[Dataset entries]
————————

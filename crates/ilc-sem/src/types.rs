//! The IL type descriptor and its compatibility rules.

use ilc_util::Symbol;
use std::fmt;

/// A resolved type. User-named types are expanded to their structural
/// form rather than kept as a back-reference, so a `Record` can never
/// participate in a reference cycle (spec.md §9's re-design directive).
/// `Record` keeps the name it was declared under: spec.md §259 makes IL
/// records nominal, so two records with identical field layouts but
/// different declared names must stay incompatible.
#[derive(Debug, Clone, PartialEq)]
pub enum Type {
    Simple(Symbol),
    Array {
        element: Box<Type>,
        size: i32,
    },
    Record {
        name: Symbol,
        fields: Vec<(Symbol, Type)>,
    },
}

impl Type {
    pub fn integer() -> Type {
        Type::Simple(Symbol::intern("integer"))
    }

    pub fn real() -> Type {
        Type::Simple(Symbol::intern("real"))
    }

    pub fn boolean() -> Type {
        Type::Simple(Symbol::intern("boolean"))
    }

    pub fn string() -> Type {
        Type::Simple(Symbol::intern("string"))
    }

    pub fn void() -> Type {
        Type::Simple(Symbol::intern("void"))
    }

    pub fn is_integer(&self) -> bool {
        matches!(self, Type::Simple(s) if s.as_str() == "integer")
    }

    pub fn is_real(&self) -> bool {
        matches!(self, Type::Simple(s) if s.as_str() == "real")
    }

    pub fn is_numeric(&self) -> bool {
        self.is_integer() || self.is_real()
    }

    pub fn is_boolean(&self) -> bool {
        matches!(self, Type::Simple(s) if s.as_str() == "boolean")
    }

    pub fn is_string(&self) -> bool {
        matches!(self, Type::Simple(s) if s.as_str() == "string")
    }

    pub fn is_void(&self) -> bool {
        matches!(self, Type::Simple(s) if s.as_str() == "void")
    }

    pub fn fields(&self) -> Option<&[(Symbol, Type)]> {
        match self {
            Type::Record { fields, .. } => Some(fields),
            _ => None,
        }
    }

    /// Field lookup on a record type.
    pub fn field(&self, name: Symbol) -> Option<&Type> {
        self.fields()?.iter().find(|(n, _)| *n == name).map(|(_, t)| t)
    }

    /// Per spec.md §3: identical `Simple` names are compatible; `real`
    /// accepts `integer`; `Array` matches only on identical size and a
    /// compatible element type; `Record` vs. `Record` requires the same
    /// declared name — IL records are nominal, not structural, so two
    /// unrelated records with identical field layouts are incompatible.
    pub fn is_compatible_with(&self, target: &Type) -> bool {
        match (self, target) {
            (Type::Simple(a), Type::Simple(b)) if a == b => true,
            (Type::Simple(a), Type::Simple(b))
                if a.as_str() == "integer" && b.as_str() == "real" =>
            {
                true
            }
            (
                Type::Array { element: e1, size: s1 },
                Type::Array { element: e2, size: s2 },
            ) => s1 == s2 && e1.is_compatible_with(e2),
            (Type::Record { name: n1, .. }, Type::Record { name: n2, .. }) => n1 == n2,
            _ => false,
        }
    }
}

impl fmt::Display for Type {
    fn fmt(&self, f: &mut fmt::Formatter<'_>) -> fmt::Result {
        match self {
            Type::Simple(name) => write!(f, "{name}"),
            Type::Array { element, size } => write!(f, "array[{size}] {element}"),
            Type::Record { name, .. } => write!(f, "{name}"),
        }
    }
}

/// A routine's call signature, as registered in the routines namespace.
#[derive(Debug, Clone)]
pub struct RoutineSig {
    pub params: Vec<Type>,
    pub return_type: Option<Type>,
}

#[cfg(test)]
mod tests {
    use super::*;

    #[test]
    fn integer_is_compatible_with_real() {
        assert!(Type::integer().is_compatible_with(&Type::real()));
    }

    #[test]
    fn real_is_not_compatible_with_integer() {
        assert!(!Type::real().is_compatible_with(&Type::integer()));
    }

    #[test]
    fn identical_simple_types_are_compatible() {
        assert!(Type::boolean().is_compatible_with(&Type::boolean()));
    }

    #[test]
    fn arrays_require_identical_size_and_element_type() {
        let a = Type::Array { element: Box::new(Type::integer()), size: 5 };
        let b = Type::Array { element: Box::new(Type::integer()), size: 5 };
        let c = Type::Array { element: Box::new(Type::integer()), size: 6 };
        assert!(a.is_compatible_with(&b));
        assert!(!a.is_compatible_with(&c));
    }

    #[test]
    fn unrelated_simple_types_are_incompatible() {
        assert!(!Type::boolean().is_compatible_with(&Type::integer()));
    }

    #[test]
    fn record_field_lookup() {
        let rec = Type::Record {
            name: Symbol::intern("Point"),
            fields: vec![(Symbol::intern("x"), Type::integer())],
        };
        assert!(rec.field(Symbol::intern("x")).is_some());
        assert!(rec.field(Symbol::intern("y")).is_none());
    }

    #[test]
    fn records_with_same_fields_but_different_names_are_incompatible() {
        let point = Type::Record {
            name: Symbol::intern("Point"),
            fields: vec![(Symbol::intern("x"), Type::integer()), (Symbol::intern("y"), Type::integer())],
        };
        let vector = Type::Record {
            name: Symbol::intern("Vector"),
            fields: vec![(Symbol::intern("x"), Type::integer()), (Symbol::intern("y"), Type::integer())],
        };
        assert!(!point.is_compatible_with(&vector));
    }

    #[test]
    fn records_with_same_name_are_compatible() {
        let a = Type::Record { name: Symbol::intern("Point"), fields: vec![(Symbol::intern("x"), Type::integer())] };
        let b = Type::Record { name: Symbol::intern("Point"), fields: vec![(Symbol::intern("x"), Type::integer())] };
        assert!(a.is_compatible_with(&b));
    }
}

————————

* Task details:
The records above should be restated word for word in their entirety.

* Solution to this problem:
filename crates/ilc-sem/src/types.rs
//! The IL type descriptor and its compatibility rules.

use ilc_util::Symbol;
use std::fmt;

/// A resolved type. User-named types are expanded to their structural
/// form rather than kept as a back-reference, so a `Record` can never
/// participate in a reference cycle (spec.md §9's re-design directive).
/// `Record` keeps the name it was declared under: spec.md §259 makes IL
/// records nominal, so two records with identical field layouts but
/// different declared names must stay incompatible.
#[derive(Debug, Clone, PartialEq)]
pub enum Type {
    Simple(Symbol),
    Array {
        element: Box<Type>,
        size: i32,
    },
    Record {
        name: Symbol,
        fields: Vec<(Symbol, Type)>,
    },
}

impl Type {
    pub fn integer() -> Type {
        Type::Simple(Symbol::intern("integer"))
    }

    pub fn real() -> Type {
        Type::Simple(Symbol::intern("real"))
    }

    pub fn boolean() -> Type {
        Type::Simple(Symbol::intern("boolean"))
    }

    pub fn string() -> Type {
        Type::Simple(Symbol::intern("string"))
    }

    pub fn void() -> Type {
        Type::Simple(Symbol::intern("void"))
    }

    pub fn is_integer(&self) -> bool {
        matches!(self, Type::Simple(s) if s.as_str() == "integer")
    }

    pub fn is_real(&self) -> bool {
        matches!(self, Type::Simple(s) if s.as_str() == "real")
    }

    pub fn is_numeric(&self) -> bool {
        self.is_integer() || self.is_real()
    }

    pub fn is_boolean(&self) -> bool {
        matches!(self, Type::Simple(s) if s.as_str() == "boolean")
    }

    pub fn is_string(&self) -> bool {
        matches!(self, Type::Simple(s) if s.as_str() == "string")
    }

    pub fn is_void(&self) -> bool {
        matches!(self, Type::Simple(s) if s.as_str() == "void")
    }

    pub fn fields(&self) -> Option<&[(Symbol, Type)]> {
        match self {
            Type::Record { fields, .. } => Some(fields),
            _ => None,
        }
    }

    /// Field lookup on a record type.
    pub fn field(&self, name: Symbol) -> Option<&Type> {
        self.fields()?.iter().find(|(n, _)| *n == name).map(|(_, t)| t)
    }

    /// Per spec.md §3: identical `Simple` names are compatible; `real`
    /// accepts `integer`; `Array` matches only on identical size and a
    /// compatible element type; `Record` vs. `Record` requires the same
    /// declared name — IL records are nominal, not structural, so two
    /// unrelated records with identical field layouts are incompatible.
    pub fn is_compatible_with(&self, target: &Type) -> bool {
        match (self, target) {
            (Type::Simple(a), Type::Simple(b)) if a == b => true,
            (Type::Simple(a), Type::Simple(b))
                if a.as_str() == "integer" && b.as_str() == "real" =>
            {
                true
            }
            (
                Type::Array { element: e1, size: s1 },
                Type::Array { element: e2, size: s2 },
            ) => s1 == s2 && e1.is_compatible_with(e2),
            (Type::Record { name: n1, .. }, Type::Record { name: n2, .. }) => n1 == n2,
            _ => false,
        }
    }
}

impl fmt::Display for Type {
    fn fmt(&self, f: &mut fmt::Formatter<'_>) -> fmt::Result {
        match self {
            Type::Simple(name) => write!(f, "{name}"),
            Type::Array { element, size } => write!(f, "array[{size}] {element}"),
            Type::Record { name, .. } => write!(f, "{name}"),
        }
    }
}

/// A routine's call signature, as registered in the routines namespace.
#[derive(Debug, Clone)]
pub struct RoutineSig {
    pub params: Vec<Type>,
    pub return_type: Option<Type>,
}

#[cfg(test)]
mod tests {
    use super::*;

    #[test]
    fn integer_is_compatible_with_real() {
        assert!(Type::integer().is_compatible_with(&Type::real()));
    }

    #[test]
    fn real_is_not_compatible_with_integer() {
        assert!(!Type::real().is_compatible_with(&Type::integer()));
    }

    #[test]
    fn identical_simple_types_are_compatible() {
        assert!(Type::boolean().is_compatible_with(&Type::boolean()));
    }

    #[test]
    fn arrays_require_identical_size_and_element_type() {
        let a = Type::Array { element: Box::new(Type::integer()), size: 5 };
        let b = Type::Array { element: Box::new(Type::integer()), size: 5 };
        let c = Type::Array { element: Box::new(Type::integer()), size: 6 };
        assert!(a.is_compatible_with(&b));
        assert!(!a.is_compatible_with(&c));
    }

    #[test]
    fn unrelated_simple_types_are_incompatible() {
        assert!(!Type::boolean().is_compatible_with(&Type::integer()));
    }

    #[test]
    fn record_field_lookup() {
        let rec = Type::Record {
            name: Symbol::intern("Point"),
            fields: vec![(Symbol::intern("x"), Type::integer())],
        };
        assert!(rec.field(Symbol::intern("x")).is_some());
        assert!(rec.field(Symbol::intern("y")).is_none());
    }

    #[test]
    fn records_with_same_fields_but_different_names_are_incompatible() {
        let point = Type::Record {
            name: Symbol::intern("Point"),
            fields: vec![(Symbol::intern("x"), Type::integer()), (Symbol::intern("y"), Type::integer())],
        };
        let vector = Type::Record {
            name: Symbol::intern("Vector"),
            fields: vec![(Symbol::intern("x"), Type::integer()), (Symbol::intern("y"), Type::integer())],
        };
        assert!(!point.is_compatible_with(&vector));
    }

    #[test]
    fn records_with_same_name_are_compatible() {
        let a = Type::Record { name: Symbol::intern("Point"), fields: vec![(Symbol::intern("x"), Type::integer())] };
        let b = Type::Record { name: Symbol::intern("Point"), fields: vec![(Symbol::intern("x"), Type::integer())] };
        assert!(a.is_compatible_with(&b));
    }
}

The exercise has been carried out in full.